Malnourished Christians

Malnourished Christians

I’ve been quiet on this blog out of fear. A fear that I have, or will eventually push the wrong button, on the wrong person, and be blacklisted from important circles. But then God kept sending quiet, gut punching messages through my close circle. Messages that were consistently backed up with scriptures…yet I didn’t write a blog. I let my fear of “Who does she think she is?”, creep in my head and cripple my hands. Day after day, week after week, hearing God tell me to move forward, but I was too afraid of the “what ifs” to trust him. And then I saw…

Not that blogging is my dream but helping people is, and how can I help people while being quiet and afraid? So if the bullets come, I pray you have good aim.

Recently, I’ve been introduced to, and have fallen in love with, the Message Bible. Very few teach and preach from it, but for me, its words and cadence flow easily and speak to me in ways only the English Standard Version does. A friend of mine came in and read the following and a piece of this has been echoing ever since…

“You’re going to find that there will be times when people will have no stomach for solid teaching but will fill up on spiritual junk food—catchy opinions that tickle their fancy. They’ll turn their backs on truth and chase mirages. But you —keep your eye on what you’re doing; accept the hard times along with the good; keep the Message alive; do a thorough job as God’s servant.”
2 Timothy 4:3-5 MSG

People have no stomach for solid teaching but will fill up on spiritual junk food…and here we arrive at malnourished Christians. So full of junk, the truth couldn’t possibly fit. So full of tradition and religion, Jesus can’t even sit next to us on a pew. So full of hell, the world doubts that heaven exists.
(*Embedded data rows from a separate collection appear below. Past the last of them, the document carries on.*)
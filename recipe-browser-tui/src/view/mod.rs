//!
//! src/view/mod.rs
//! View 层：界面渲染
//!
//! View 层只读取 Model，把它画到终端上，从不修改状态。
//!
//!
//! 有模块结构：
//!     src/view/mod.rs
//!         mod layout;             // 主布局：标题栏 / 过滤栏 / 主体 / 分页栏 / 状态栏
//!         mod components;         // 过滤栏、分页栏、状态栏、详情抽屉、帮助弹窗
//!         mod pages;              // 表格与兜底页面
//!         pub mod theme;          // 主题与常用样式
//!
//!     主体区域显示什么由 `ListController::view()` 决定：
//!         ConnectionError  → pages::fallback::render_connection_error
//!         EmptyFiltered    → pages::fallback::render_no_results
//!         EmptyCorpus      → pages::fallback::render_no_data
//!         Table { .. }     → pages::table::render
//!
//!     详情抽屉和帮助弹窗最后绘制，覆盖在其它内容之上。
//!

mod components;
mod layout;
mod pages;
pub mod theme;

pub use layout::render;
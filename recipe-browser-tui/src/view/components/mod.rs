//! 可复用的界面组件

pub mod detail;
pub mod filter_bar;
pub mod help;
pub mod pagination;
pub mod statusbar;

use ratatui::layout::Rect;

/// 计算居中弹窗区域
pub fn centered_rect(width: u16, height: u16, area: Rect) -> Rect {
    let x = area.x + (area.width.saturating_sub(width)) / 2;
    let y = area.y + (area.height.saturating_sub(height)) / 2;
    Rect::new(x, y, width.min(area.width), height.min(area.height))
}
What are you feeding yourself? Is it full of “something is wrong with you” if you’re a single young woman while watching others praise the church pimp? Are you full of God’s love or too busy stuffing yourself with the latest gossip about the young woman struggling, yet striving? Are you too full of multiple men and/or women outside of your marriage and wouldn’t be able to recognize Jesus if He showed you the holes in His hands?

I’m bold enough to tell you that I’ve outgrown circles that no longer serve my growth. I’ve outgrown pastors who were too concerned with what was in the pews and not reaching the people we need to save. I don’t want to sit under leaders who only feel powerful when they are yelling obscenities instead of showing the love of Christ.

We’re so malnourished we don’t recognize God in our churches anymore. If our favorite preacher isn’t jumping over pews, then he or she didn’t do a good job. If a preacher has a vagina she isn’t “called to preach” and she can’t lead men. Yet in the book of Judges, Deborah (Judges 4) was called by God to lead the people (both men and women) and the people obeyed and were delivered by God through her (both men and women). When you’re dying of hunger and dying of thirst you become discombobulated and can’t focus on the necessity. So you choose to get distracted by things that do not matter and head down a path of confusion and poverty while praying for miracles of growth and abundance.

So, I urge you to take account of what you are digesting. Just because mess is presented to you does not mean you need to inhale it. Just because someone chooses to preach their personal commentary and not what thus says the Lord, doesn’t mean those seeds should go on your fertile soil. Food journals are popular amongst many people who are serious about losing weight and monitoring their health, so maybe it’s time to keep track of how much good food God you puts in you.

If chips, cookies, candy, and sodas aren’t good for your physical health, mess, drama, ignorance, back stabbing, confusion, and division aren’t good for your spiritual health either. Take inventory of what you’re digesting and stop producing malnourished Christians because it’s easier and more popular than pumping the love of Christ inside of them.